Maybe that's why the French took to Lemond and not Lance?

Look at it this way. Lemond "stabbed" Hinault in the back according to Hinault, yet the French press have never slated him at all. Indeed, I saw a Mirroir du Cyclisme cover the other day with Lemond on it, it's headline was "Un Etoile est Nee". Come 89 and he beat Fignon by 8 seconds and they still didn't slag him off. Go figure?


----------



## djg714 (Oct 24, 2005)

ultimobici said:


> Maybe that's why the French took to Lemond and not Lance?
> 
> Look at it this way. Lemond "stabbed" Hinault in the back according to Hinault, yet the French press have never slated him at all. Indeed, I saw a Mirroir du Cyclisme cover the other day with Lemond on it, it's headline was "Un Etoile est Nee". Come 89 and he beat Fignon by 8 seconds and they still didn't slag him off. Go figure?



Lemond stabbed Hinault in the back? You really don't know jack bro. Sorry boy go back and read and watch the tapes. This is the kind of crap that creates problems. People that don't know what the heck they are talking about....


----------



## 55x11 (Apr 24, 2006)

ChilliConCarnage said:


> WOW! Somebody's panties are in a twirl! "If Lance did threaten him, why is he talking to the news about it?" Are you kidding me?!?!?!?!?!?!?!?!?!??! Typical Lance fan-boy! If you're a cancer survivor - congratulations! But I've met LeMond, and I've met people who have met Lance and of the people who actually know them say that Lance is a haughty jerk, while Greg is an opinionated but sincere guy.


But you realize you sound like a Lemond-fan-boy, right?

I don't care much for either, as I am not an american, but it sounds silly. LeMond sounds like a sore loser with an axe to grind. Very bitter with some childish claims. It's clear to me he never got over not being as famous as LA. 

For the record - I hope Armstrong is not similarly bitter about next top american star - throwing accusations and stuff. 

And who is to say that LeMond was clean in his hay-day? Blood doping that Ulle and Basso got busted for was known since at least 1970ies.


----------



## ultimobici (Jul 16, 2005)

djg714 said:


> Lemond stabbed Hinault in the back?
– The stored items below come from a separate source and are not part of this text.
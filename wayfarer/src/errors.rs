use thiserror::Error;

#[derive(Error, Debug)]
pub enum EngineError {
    #[error("Element not found: {0}")]
    ElementNotFound(String),

    #[error("Operation timed out: {0}")]
    Timeout(String),

    #[error("Stale element handle: {0}")]
    StaleElement(String),

    #[error("Element is obscured by another element: {0}")]
    ElementObscured(String),

    #[error("Unsupported operation: {0}")]
    UnsupportedOperation(String),

    #[error("Driver error: {0}")]
    DriverError(String),

    #[error("Invalid target: {0}")]
    InvalidTarget(String),

    #[error("Invalid status transition: {0}")]
    InvalidTransition(String),

    #[error("Planner error: {0}")]
    PlannerError(String),

    #[error("Unknown task: {0}")]
    UnknownTask(String),

    #[error("Remote mirror error: {0}")]
    MirrorError(String),

    #[error("Capture sink error: {0}")]
    CaptureSinkError(String),

    #[error("Internal error: {0}")]
    Internal(String),
}

impl EngineError {
    /// Whether this failure is a definite negative rather than a slow or
    /// flaky read. A timeout says nothing about the page; everything else
    /// means the driver conclusively could not perform the operation.
    pub fn is_definite_failure(&self) -> bool {
        !matches!(self, EngineError::Timeout(_))
    }
}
You really don't know jack bro. Sorry boy go back and read and watch the tapes. This is the kind of crap that creates problems. People that don't know what the heck they are talking about....
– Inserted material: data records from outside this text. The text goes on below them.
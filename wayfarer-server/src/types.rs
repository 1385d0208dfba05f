use serde::Serialize;
use wayfarer::{TaskReport, TaskStatus};

// ============================================================================
// Request/Response Types
// ============================================================================

// Task submission reuses `wayfarer::TaskRequest` directly; the wire format
// is the engine's own camelCase contract.

#[derive(Debug, Clone, Serialize)]
#[serde(rename_all = "camelCase")]
pub struct SubmitTaskResponse {
    pub status: String,
    pub task_id: String,
}

#[derive(Debug, Clone, Serialize)]
#[serde(rename_all = "camelCase")]
pub struct TaskStatusResponse {
    pub task_id: String,
    pub status: TaskStatus,
    pub steps_completed: usize,

    /// Full exit report, present once the task has finished
    #[serde(skip_serializing_if = "Option::is_none")]
    pub report: Option<TaskReport>,
}

#[derive(Debug, Clone, Serialize)]
#[serde(rename_all = "camelCase")]
pub struct CancelTaskResponse {
    pub status: String,
    pub task_id: String,
}

#[derive(Debug, Clone, Serialize)]
pub struct HealthResponse {
    pub status: String,
    pub version: String,
}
Try reading my post a little more carefully.

I used inverted commas around stabbed, and said "according to Hinault". Hinault made a promise to Lemond in 85, that he'd help lemond win in 86. Hinault then attacked Lemond claiming that he was softening up the opposition (Urs Zimmerman). Lemond and Hinault had a bit of a slanging match through books and interviews. BUT, the French press didn't rail against Lemond. That's what I was getting at.


----------



## ultimobici (Jul 16, 2005)

55x11 said:


> But you realize you sound like a Lemond-fan-boy, right?
> 
> I don't care much for either, as I am not an american, but it sounds silly. LeMond sounds like a sore loser with an axe to grind. Very bitter with some childish claims. It's clear to me he never got over not being as famous as LA.
> 
> ...


I'm a Lemond fan and proud of it.


He rode a full season and won the Tour in the same year.
He was a triple World Champion (Jr & 2 Pro).
He won the Tour inspite of his team in 86, without a team in 89 and because of his team in 90.
Was probably the strongest rider in the 85 Tour but had to cede to Hinault too.
Could mix it with the best classics riders of the day and podium
Won the 83 equivalent of the Worl Cup (Prestige Pernod)
Pisses all over LA in my book. LA may be the best TDF roder ever but he'll never be a Campionissimo for me.


----------



## ChilliConCarnage (Jun 1, 2006)

55x11 said:


> But you realize you sound like a Lemond-fan-boy, right?
> 
> I don't care much for either, as I am not an american, but it sounds silly. LeMond sounds like a sore loser with an axe to grind. Very bitter with some childish claims. It's clear to me he never got over not being as famous as LA.


Nope - I'm not a fanboy of anybody at all (although I like Floy's attitude, and the fact that he's an ex-mt. biker makes him cool). But when somebody makes outrageous statements, I like to answer them. What makes you say that LeMond sounds like "sore loser with an axe to grind"? Are you going just by the the skewed snippets you read in the media? Have you ever met and/or talked with him? The guy is sincere! He doesn't like Lance because he's sure Lance doped, and is ruining the integrity of the sport he loves! How is that bitter?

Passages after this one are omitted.